Boyer Jean-Christophe, Etienne-Grimaldi Marie-Christine, Thomas Fabienne, Quaranta Sylvie, Picard Nicolas, Loriot Marie-Anne, Poncet Delphine, Gagnieu Marie-Claude, Ged Cécile, Broly Franck, Le Morvan Valérie, Bouquié Régis, Gaub Marie-Pierre, Philibert Laurent, Ghiringhelli François, Le Guellec Chantal
CHU Carémeau, unité de toxicologie, laboratoire Biochimie, 4, rue du Professeur Robert-Debré, 30029 Nîmes, France.

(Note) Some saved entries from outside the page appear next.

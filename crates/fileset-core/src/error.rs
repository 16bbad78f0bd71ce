//! Error types for configuration, path resolution and scanning.

use std::path::PathBuf;

use serde::{Deserialize, Serialize};
use thiserror::Error;

/// Invalid scan or selector configuration.
///
/// Always raised while a configuration is being built or validated, before
/// the scanner touches the filesystem.
#[derive(Debug, Clone, PartialEq, Eq, Error)]
pub enum ConfigError {
    /// The selector type tag is not known.
    #[error("Unknown selector type: {kind}")]
    UnknownSelector { kind: String },

    /// An option key is not understood by the selector.
    #[error("Selector '{selector}' does not support the '{key}' attribute")]
    UnknownAttribute { selector: String, key: String },

    /// A required option is absent.
    #[error("Selector '{selector}' requires the '{attribute}' attribute")]
    MissingAttribute { selector: String, attribute: String },

    /// An option value could not be parsed or is out of range.
    #[error("Invalid value '{value}' for '{key}' on selector '{selector}': {reason}")]
    InvalidValue {
        selector: String,
        key: String,
        value: String,
        reason: String,
    },

    /// A POSIX permission string is malformed.
    #[error("Malformed permissions '{value}': {reason}")]
    MalformedPermissions { value: String, reason: String },

    /// Scan configuration is invalid.
    #[error("Invalid configuration: {message}")]
    Invalid { message: String },
}

impl ConfigError {
    /// Create an invalid-value error.
    pub fn invalid_value(
        selector: impl Into<String>,
        key: impl Into<String>,
        value: impl Into<String>,
        reason: impl Into<String>,
    ) -> Self {
        Self::InvalidValue {
            selector: selector.into(),
            key: key.into(),
            value: value.into(),
            reason: reason.into(),
        }
    }

    /// Create a missing-attribute error.
    pub fn missing(selector: impl Into<String>, attribute: impl Into<String>) -> Self {
        Self::MissingAttribute {
            selector: selector.into(),
            attribute: attribute.into(),
        }
    }

    /// Create a generic invalid-configuration error.
    pub fn invalid(message: impl Into<String>) -> Self {
        Self::Invalid {
            message: message.into(),
        }
    }
}

/// Path arithmetic failures.
#[derive(Debug, Clone, PartialEq, Eq, Error)]
pub enum PathError {
    /// The path cannot be made absolute with the information available.
    #[error("Unresolvable path: {path}")]
    Unresolvable { path: String },

    /// A `..` segment climbs above the root of the path.
    #[error("Cannot normalize '{path}': '..' escapes the root")]
    EscapesRoot { path: String },
}

/// Errors that abort a scan.
#[derive(Debug, Error)]
pub enum ScanError {
    /// Base directory does not exist and the scan was not tolerant.
    #[error("basedir does not exist: {path}")]
    BaseDirMissing { path: PathBuf },

    /// Base directory exists but is not a directory.
    #[error("basedir is not a directory: {path}")]
    NotADirectory { path: PathBuf },

    /// Permission denied for a path.
    #[error("Permission denied: {path}")]
    PermissionDenied { path: PathBuf },

    /// Generic I/O error.
    #[error("I/O error at {path}: {source}")]
    Io {
        path: PathBuf,
        #[source]
        source: std::io::Error,
    },

    /// A directory entry could not be read during traversal.
    #[error("Failed to read {path}: {message}")]
    Walk { path: PathBuf, message: String },

    /// Selector state (the fingerprint cache) could not be loaded or saved.
    #[error("Selector cache error at {path}: {message}")]
    Cache { path: PathBuf, message: String },

    /// Invalid configuration detected before the scan started.
    #[error(transparent)]
    Config(#[from] ConfigError),
}

impl ScanError {
    /// Create an I/O error with path context.
    pub fn io(path: impl Into<PathBuf>, source: std::io::Error) -> Self {
        let path = path.into();
        match source.kind() {
            std::io::ErrorKind::PermissionDenied => Self::PermissionDenied { path },
            _ => Self::Io { path, source },
        }
    }

    /// Create a traversal error.
    pub fn walk(path: impl Into<PathBuf>, message: impl Into<String>) -> Self {
        Self::Walk {
            path: path.into(),
            message: message.into(),
        }
    }

    /// Create a cache persistence error.
    pub fn cache(path: impl Into<PathBuf>, message: impl Into<String>) -> Self {
        Self::Cache {
            path: path.into(),
            message: message.into(),
        }
    }
}

/// Kind of scan warning.
#[derive(Debug, Clone, Copy, PartialEq, Eq, Serialize, Deserialize)]
pub enum WarningKind {
    /// Symbolic link target does not exist.
    BrokenSymlink,
    /// A followed link leads back into an already visited directory.
    SymlinkCycle,
    /// A selector could not compute a fingerprint for a file.
    FingerprintFailed,
    /// Error reading file metadata.
    ReadError,
}

/// Non-fatal warning encountered during a scan.
#[derive(Debug, Clone, Serialize, Deserialize)]
pub struct ScanWarning {
    /// Path where the warning occurred.
    pub path: PathBuf,
    /// Human-readable message.
    pub message: String,
    /// Kind of warning.
    pub kind: WarningKind,
}

impl ScanWarning {
    /// Create a new scan warning.
    pub fn new(path: impl Into<PathBuf>, message: impl Into<String>, kind: WarningKind) -> Self {
        Self {
            path: path.into(),
            message: message.into(),
            kind,
        }
    }

    /// Create a broken symlink warning.
    pub fn broken_symlink(path: impl Into<PathBuf>) -> Self {
        let path = path.into();
        Self {
            message: format!("Broken symlink: {}", path.display()),
            path,
            kind: WarningKind::BrokenSymlink,
        }
    }

    /// Create a symlink cycle warning.
    pub fn symlink_cycle(path: impl Into<PathBuf>) -> Self {
        let path = path.into();
        Self {
            message: format!("Not descending into already visited directory: {}", path.display()),
            path,
            kind: WarningKind::SymlinkCycle,
        }
    }
}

Centre Antoine-Lacassagne, Laboratoire d'oncopharmacologie, Nice, France.
Bull Cancer. 2014 Jun;101(6):533-53. doi: 10.1684/bdc.2014.1933.
Irinotecan is a cytotoxic agent administered by IV infusion in the treatment of advanced colorectal cancer. Its anticancer activity results from its bioactivation into SN-38 metabolite, which is cleared through glucuronidation by the hepatic enzyme uridine diphosphate-glucuronosyltransferase 1A1 (UGT1A1). In the general population, there is wide inter-subject variability in UGT1A1 enzyme activity related to UGT1A1 gene polymorphisms. The French joint workgroup coming from the National Pharmacogenetic Network (RNPGx) and the Group of Clinical Oncologic Pharmacology (GPCO) herein presents an updated review dealing with efficacy and toxicity clinical studies related to UGT1A1 genetic variants. From a critical analysis of this review it clearly emerges that, for doses higher than 180 mg/m(2), hematologic and digestive irinotecan-induced toxicities could be prevented in daily clinical practice by generalizing the use of a simple pharmacogenetic test before starting treatment. The clinical relevance of this test is also discussed in terms of treatment efficacy improvement, with the possibility of increasing the irinotecan dose in patients not bearing the deleterious allele. This test involves using a blood sample to analyze the promoter region of the UGT1A1 gene (UGT1A1*28 allele). Best execution practices, laboratory costs, as well as results interpretation are described with the aim of facilitating the implementation of this analysis in clinical routine. The existence of a French laboratories network performing this test in clinical routine makes it possible to generalize UGT1A1 deficiency screening, so as to guarantee equal access to safe treatment and optimized irinorecan-based therapy for the many patients receiving irinotecan-based therapy in advanced colorectal cancer.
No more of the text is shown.